Problem — Print, exactly as written, every line from the first line of the records below through the line containing "pub enum ClientCode", and nothing further.

::: Dataset records

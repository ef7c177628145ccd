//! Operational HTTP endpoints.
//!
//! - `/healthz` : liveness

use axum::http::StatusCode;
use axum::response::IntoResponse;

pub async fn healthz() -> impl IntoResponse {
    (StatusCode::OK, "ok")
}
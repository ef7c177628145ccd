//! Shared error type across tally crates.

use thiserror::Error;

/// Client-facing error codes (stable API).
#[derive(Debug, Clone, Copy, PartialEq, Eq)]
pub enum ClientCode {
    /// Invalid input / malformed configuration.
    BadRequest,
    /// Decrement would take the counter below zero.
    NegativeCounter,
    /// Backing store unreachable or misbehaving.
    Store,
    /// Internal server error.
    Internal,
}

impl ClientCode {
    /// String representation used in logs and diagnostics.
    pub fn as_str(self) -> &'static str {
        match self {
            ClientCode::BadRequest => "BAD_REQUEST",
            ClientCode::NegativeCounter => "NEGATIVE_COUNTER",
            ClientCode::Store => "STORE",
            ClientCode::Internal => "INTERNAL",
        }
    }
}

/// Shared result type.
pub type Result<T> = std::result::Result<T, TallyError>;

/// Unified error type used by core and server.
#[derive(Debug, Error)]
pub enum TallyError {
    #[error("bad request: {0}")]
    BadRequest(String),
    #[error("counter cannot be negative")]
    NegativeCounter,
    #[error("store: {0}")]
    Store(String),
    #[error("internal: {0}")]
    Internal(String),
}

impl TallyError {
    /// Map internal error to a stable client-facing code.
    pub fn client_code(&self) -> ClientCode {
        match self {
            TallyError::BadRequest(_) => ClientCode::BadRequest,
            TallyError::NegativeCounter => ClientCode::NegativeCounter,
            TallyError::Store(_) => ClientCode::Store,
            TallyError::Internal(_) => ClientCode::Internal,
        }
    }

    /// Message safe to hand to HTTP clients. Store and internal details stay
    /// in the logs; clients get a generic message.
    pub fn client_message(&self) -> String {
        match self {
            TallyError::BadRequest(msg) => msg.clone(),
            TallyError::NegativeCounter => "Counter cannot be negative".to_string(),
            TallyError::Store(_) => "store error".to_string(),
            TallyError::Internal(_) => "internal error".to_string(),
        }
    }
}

::::::

Written response —
repository ef7c177628145ccd
//! Operational HTTP endpoints.
//!
//! - `/healthz` : liveness

use axum::http::StatusCode;
use axum::response::IntoResponse;

pub async fn healthz() -> impl IntoResponse {
    (StatusCode::OK, "ok")
}
repository ef7c177628145ccd
//! Shared error type across tally crates.

use thiserror::Error;

/// Client-facing error codes (stable API).
#[derive(Debug, Clone, Copy, PartialEq, Eq)]
pub enum ClientCode {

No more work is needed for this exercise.